One of the first things you notice about the new Lexus RC F — apart from its massive hourglass grille — is how low it is, both its roofline and stance. The coupe is hunkered down on 19-inch forged-alloy wheels, which together with low-profile tires fill out the wheel wells nicely.
The rear-quarter view is my favorite; it lets you see the coupe's stout rear fenders, fastback roofline, thin taillights and aggressive bumper styling.
Like the BMW M4 coupe, one of the RC F's prime competitors, the Lexus offers an available unpainted carbon fiber roof panel, which lowers the car's curb weight and center of gravity. An active rear spoiler is included with this roof.
Mark Templin, executive vice president of Lexus, said the RC F is as wide as the Lexus GS, as short as an IS and shares components from both. Cabin styling, especially the dashboard, draws heavily from the IS, and there's a new version of Lexus' Remote Touch interface that introduces a touchpad controller to the center console. It's used to navigate the dashboard screen. The front sport seats are exceptionally comfortable and feature unique wave-like stitching. I was comfortable in the driver's seat, but there's not a lot of extra space.

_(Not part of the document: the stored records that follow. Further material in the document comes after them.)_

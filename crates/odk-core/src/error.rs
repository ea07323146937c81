//! The error taxonomy every core operation reports through.
//!
//! Callers (CLI, HTTP handlers, ...) turn these into flash messages or
//! JSON; the core never formats user-facing prose beyond the structured
//! fields. Every variant except `Internal` guarantees the operation had
//! no partial effect — the transaction was rolled back before the error
//! left the core. `Internal` also rolls back, but its cause is only
//! logged server-side and shown outward as a generic phrase.

use std::fmt;

use odk_db::violation::{classify, StoreViolation};

#[derive(Debug)]
pub enum CoreError {
    /// Caller-supplied data malformed or missing; names the first
    /// offending field in rule order.
    Validation { field: &'static str },
    /// A referenced entity does not exist (customer, product, order,
    /// supplier). `value` is the missing key as supplied by the caller.
    Reference { entity: &'static str, value: String },
    /// Uniqueness or idempotency violation (duplicate key, double
    /// payment, lost order-number allocation race).
    Conflict { reason: String },
    /// Unexpected store failure. Full detail is carried for server-side
    /// logging; `Display` stays generic.
    Internal(sqlx::Error),
}

impl fmt::Display for CoreError {
    fn fmt(&self, f: &mut fmt::Formatter<'_>) -> fmt::Result {
        match self {
            CoreError::Validation { field } => write!(f, "{field} is required or invalid"),
            CoreError::Reference { entity, value } if value.is_empty() => {
                write!(f, "{entity} does not exist")
            }
            CoreError::Reference { entity, value } => {
                write!(f, "{entity} '{value}' does not exist")
            }
            CoreError::Conflict { reason } => write!(f, "{reason}"),
            CoreError::Internal(_) => write!(f, "an internal storage error occurred"),
        }
    }
}

impl std::error::Error for CoreError {
    fn source(&self) -> Option<&(dyn std::error::Error + 'static)> {
        match self {
            CoreError::Internal(e) => Some(e),
            _ => None,
        }
    }
}

impl CoreError {
    /// Default translation of a store error: unique -> Conflict,
    /// foreign key -> Reference, everything else -> Internal (logged).
    ///
    /// Operations with operation-specific wording (payment idempotency,
    /// order-number races) match [`classify`] themselves before falling
    /// back here.
    pub(crate) fn from_store(err: sqlx::Error) -> CoreError {
        match classify(&err) {
            StoreViolation::Unique { field, value } if value.is_empty() => {
                CoreError::Conflict { reason: format!("{field} is already used") }
            }
            StoreViolation::Unique { field, value } => {
                CoreError::Conflict { reason: format!("{field} '{value}' is already used") }
            }
            StoreViolation::ForeignKey { field } => {
                CoreError::Reference { entity: field, value: String::new() }
            }
            StoreViolation::Other => {
                tracing::error!(error = %err, "unclassified store error");
                CoreError::Internal(err)
            }
        }
    }
}

#[cfg(test)]
mod tests {
    use super::*;

    #[test]
    fn display_names_the_field() {
        let e = CoreError::Validation { field: "date" };
        assert_eq!(e.to_string(), "date is required or invalid");
    }

    #[test]
    fn display_reference_with_and_without_value() {
        let with = CoreError::Reference { entity: "product", value: "SKU9".into() };
        assert_eq!(with.to_string(), "product 'SKU9' does not exist");

        let without = CoreError::Reference { entity: "customer", value: String::new() };
        assert_eq!(without.to_string(), "customer does not exist");
    }

    #[test]
    fn internal_display_is_generic() {
        let e = CoreError::Internal(sqlx::Error::RowNotFound);
        assert_eq!(e.to_string(), "an internal storage error occurred");
        // The cause stays reachable for server-side logging.
        assert!(std::error::Error::source(&e).is_some());
    }

    #[test]
    fn from_store_maps_non_database_errors_to_internal() {
        let e = CoreError::from_store(sqlx::Error::RowNotFound);
        assert!(matches!(e, CoreError::Internal(_)));
    }
}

Lexus has been building credibility among driving enthusiasts with the launch of models like the IS-F sport sedan and LFA supercar. The new RC F blends the approach of those two cars, with aggressive coupe styling like the LFA and likely more mainstream pricing like the IS-F. Lexus' newest sedans, like the GS and IS, have been dynamic performers, and hopefully the RC F continues the trend.